Sin embargo, no fue con el príncipe inglés que Alice protagonizó su más extraña aventura, sino con el mismo Carroll, que a mediados de 1860 ya había entablado una gran amistad con la familia Liddell. Aunque el vínculo más estrecho entre la niña y el escritor surgió un par de años después, durante la calurosa siesta del 4 de julio de 1862. Ese día Carroll, de casi 30 años, llevó a Alice y a sus hermanas, a un día de campo por las márgenes del Támesis. Para entretener a las muchachas, y acaso para superar el mareo que le produjo un largo paseo en bote, Carroll comenzó a inventar historias desaforadas; relatos fantásticos sin pies ni cabeza sobre una niña llamada también Alice, que inconvenientemente tropieza y cae en la recóndita madriguera de un conejo. Como se supo años después a través del diario personal de Carroll, la historia fue inspirada por los ojos de Alice, que eran como un pozo sin fin.

Ese cuento descabellado deslumbró a las pequeñas. A tal punto que Alice, fuera de sí, convenció a su padre de que le pida a Carroll que transcriba la historia en un borrador para poder leerla antes de ir a dormir. Yo soy la protagonista de esa aventura. No puedo dejar que se me olvide, insistió la niña. Los meses pasaron, hasta que a mediados de diciembre de 1862 el escritor se presentó en la casa de los Liddell con un inesperado regalo de Navidad: un voluminoso manuscrito titulado Las aventuras subterráneas de Alicia. El primer párrafo decía así:

Alicia empezaba ya a cansarse de estar sentada con su hermana a la orilla del río, sin tener nada que hacer.

El 31 de mayo de 1863, la historia se publicó con el título que la volvió inmortal: Las aventuras de Alicia en el País de las Maravillas. El éxito fue inmediato. Algunos biógrafos aprovecharon la repentina celebridad de la obra para lanzar al viento el rumor de que entre el escritor y la hermosa Alice existía una especie de vínculo abominable. Otros, en cambio, sostuvieron que la relación fue meramente platónica. Lo cierto es que la obsesión de Carroll por Alice quedó plasmada en una gran cantidad de fotografías que el autor le tomó en distintas oportunidades. En uno de esos retratos -que se exhibe en el Museo Británico-, la niña aparece disfrazada de mendiga, mirando fijamente a la lente mientras extiende la mano pidiendo limosna. En sus ojos puede adivinarse ese abismo insondable que embrujó a Carroll.

De cualquier forma, la amistad entre la niña y el escritor se cortó abruptamente en junio de 1863. Nadie sabe muy bien por qué. Al parecer los Liddell detectaron algunas anomalías en la personalidad de su hija y culparon de eso al escritor, hasta el punto de prohibirle la entrada a la casa. Se decía que la niña, ya convertida en una angelical adolescente, se había vuelto al extremo vanidosa y solía presumir de su belleza en cada reunión y baile de la alta sociedad inglesa. Sin embargo, es muy probable que la verdadera responsable de la ruptura haya sido la madre de Alice, Lorina Liddell, una mujer ambiciosa y dominante que pretendía ascender socialmente a instancias de sus hijas. Por eso, un cohibido y tartamudo profesor de matemáticas como Carroll distaba de ser el mejor partido para su hija y comprometía seriamente sus aspiraciones. De manera que cuando la mujer se enteró de que Carroll estaba enamorado de la niña, hizo lo posible para alejarlo de ella.

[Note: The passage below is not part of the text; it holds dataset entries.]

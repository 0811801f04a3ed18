//! Message request/response DTOs

use chrono::{DateTime, Utc};
use serde::{Deserialize, Serialize};
use utoipa::ToSchema;
use uuid::Uuid;

use spamlens::{NormalizedMessage, StoredMessage};

/// Submit message request
#[derive(Debug, Default, Deserialize, ToSchema)]
pub struct CreateMessageRequest {
    /// Text to classify; required and non-empty
    #[serde(default)]
    #[schema(example = "Win a free prize now!")]
    pub text: Option<String>,
}

/// A classified message
#[derive(Debug, Clone, PartialEq, Serialize, Deserialize, ToSchema)]
#[serde(rename_all = "camelCase")]
pub struct MessageResponse {
    pub id: Uuid,
    pub text: String,
    /// Text as normalized by the classifier
    pub clean: String,
    /// -1 unknown, 0 ham, 1 spam
    pub label: i32,
    /// Spam probability in [0, 1]
    pub prob: f64,
    pub anomaly: bool,
    pub created_at: DateTime<Utc>,
}

impl From<NormalizedMessage> for MessageResponse {
    fn from(msg: NormalizedMessage) -> Self {
        Self {
            id: msg.id,
            text: msg.text,
            clean: msg.clean,
            label: msg.label,
            prob: msg.prob,
            anomaly: msg.anomaly,
            created_at: msg.created_at,
        }
    }
}

impl From<StoredMessage> for MessageResponse {
    fn from(msg: StoredMessage) -> Self {
        msg.normalize(Utc::now()).into()
    }
}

Alice terminó casándose con el millonario Reginald Hargreaves, el 15 de septiembre de 1880, en la Abadía de Westminster. Su marido, finalmente, no fue un escritor, sino un hacendado que se pasó la vida cazando ciervos, mientras Alice permanecía a solas en su mansión. Carroll, en cambio, jamás contrajo matrimonio. Con el tiempo, la musa del escritor llegó a tener tres hijos. Los dos mayores murieron durante la Primera Guerra Mundial. En cambio el menor, llamado paradójicamente Caryl, vivió una vida de excesos y se dedicó a dilapidar la fortuna familiar en fiestas, mujeres y viajes. Hacia el final de su vida, la protagonista del país de las maravillas, empezó a hartarse de su inmortalización literaria. En una carta a su hijo Caryl escribió: querido, es una realidad que estoy cansada de ser Alicia en el País de las Maravillas. ¿Te parece una muestra de ingratitud por mi parte?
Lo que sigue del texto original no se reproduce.